[[ RECORDS FOR THE TASK, beginning ]]
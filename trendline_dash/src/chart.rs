//! What to draw, described as plain data for a [`ChartRenderer`](crate::collaborators::ChartRenderer).

use chrono::NaiveDate;
use price_history::NormalizedSeries;
use serde::Serialize;

use crate::collaborators::TrendlineSegment;

pub const X_AXIS_LABEL: &str = "Date";
pub const Y_AXIS_LABEL: &str = "Opening Price (USD)";

#[derive(Debug, Clone, PartialEq, Serialize)]
pub struct LinePoint {
    pub date: NaiveDate,
    pub value: f64,
}

#[derive(Debug, Clone, PartialEq, Serialize)]
pub struct Candle {
    pub date: NaiveDate,
    pub open: f64,
    pub high: f64,
    pub low: f64,
    pub close: f64,
}

#[derive(Debug, Clone, PartialEq, Serialize)]
pub struct PriceChart {
    pub title: String,
    pub x_label: &'static str,
    pub y_label: &'static str,
    pub legend: String,
    /// Opening prices by date.
    pub line: Vec<LinePoint>,
    pub candles: Vec<Candle>,
    pub trendlines: Vec<TrendlineSegment>,
}

impl PriceChart {
    pub fn for_series(series: &NormalizedSeries, period_days: u32) -> Self {
        let bars = series.bars();
        Self {
            title: chart_title(series.symbol(), period_days),
            x_label: X_AXIS_LABEL,
            y_label: Y_AXIS_LABEL,
            legend: series.symbol().to_string(),
            line: bars
                .iter()
                .map(|b| LinePoint {
                    date: b.date,
                    value: b.open,
                })
                .collect(),
            candles: bars
                .iter()
                .map(|b| Candle {
                    date: b.date,
                    open: b.open,
                    high: b.high,
                    low: b.low,
                    close: b.close,
                })
                .collect(),
            trendlines: Vec::new(),
        }
    }

    pub fn with_trendlines(mut self, segments: Vec<TrendlineSegment>) -> Self {
        self.trendlines = segments;
        self
    }
}

pub fn chart_title(symbol: &str, period_days: u32) -> String {
    format!("{symbol} stock price evolution for the last {period_days} days")
}

pub fn page_heading(symbol: &str, period_days: u32) -> String {
    format!("Stock price for {symbol} over the last {period_days} days")
}

#[cfg(test)]
mod tests {
    use super::*;

    #[test]
    fn titles() {
        assert_eq!(
            chart_title("SPY", 365),
            "SPY stock price evolution for the last 365 days"
        );
        assert_eq!(page_heading("QQQ", 252), "Stock price for QQQ over the last 252 days");
    }

    #[test]
    fn empty_series_gives_empty_chart() {
        let chart = PriceChart::for_series(&NormalizedSeries::empty("SPY"), 30);
        assert!(chart.line.is_empty());
        assert!(chart.candles.is_empty());
        assert_eq!(chart.legend, "SPY");
        assert_eq!(chart.y_label, "Opening Price (USD)");
    }
}
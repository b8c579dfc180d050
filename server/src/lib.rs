//! Help-desk ticket server.
//!
//! One [`DeskStore`] owns every ticket, user and session. HTTP handlers turn
//! requests into [`DeskAction`] commands and wait for the matching reply;
//! an activity logger observes the reply broadcast.
//!
//! # Layout
//!
//! - [`aggregates`]: desk state, commands, replies and reducer
//! - [`api`]: JSON DTOs and REST handlers
//! - [`server`]: application state and router
//! - [`activity`]: broadcast observer that logs and counts replies
//! - [`seed`]: demo users and tickets
//! - [`config`]: environment configuration
//! - [`metrics`]: business counters

#![forbid(unsafe_code)]
#![warn(missing_docs, clippy::pedantic)]
#![allow(clippy::module_name_repetitions)]

pub mod activity;
pub mod aggregates;
pub mod api;
pub mod config;
pub mod metrics;
pub mod seed;
pub mod server;

pub use aggregates::{DeskAction, DeskEnvironment, DeskReducer, DeskState};
pub use config::Config;
pub use server::{AppState, build_router};

use ticketdesk_runtime::{Store, StoreConfig};

/// The store owning the help desk
pub type DeskStore = Store<DeskState, DeskAction, DeskEnvironment, DeskReducer>;

/// Build an empty desk store sized from the configuration.
#[must_use]
pub fn build_store(config: &Config, environment: DeskEnvironment) -> DeskStore {
    let store_config = StoreConfig::default()
        .with_broadcast_capacity(config.store.broadcast_capacity)
        .with_shutdown_timeout(config.shutdown_timeout());

    Store::with_config(DeskState::new(), DeskReducer::new(), environment, store_config)
}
[[ RECORDS FOR THE TASK, end ]]
TASK REQUIREMENTS. Which lines in the listing above hold the word "struct"? Show each of them.

EXERCISE RESPONSE.
pub struct LinePoint {
pub struct Candle {
pub struct PriceChart {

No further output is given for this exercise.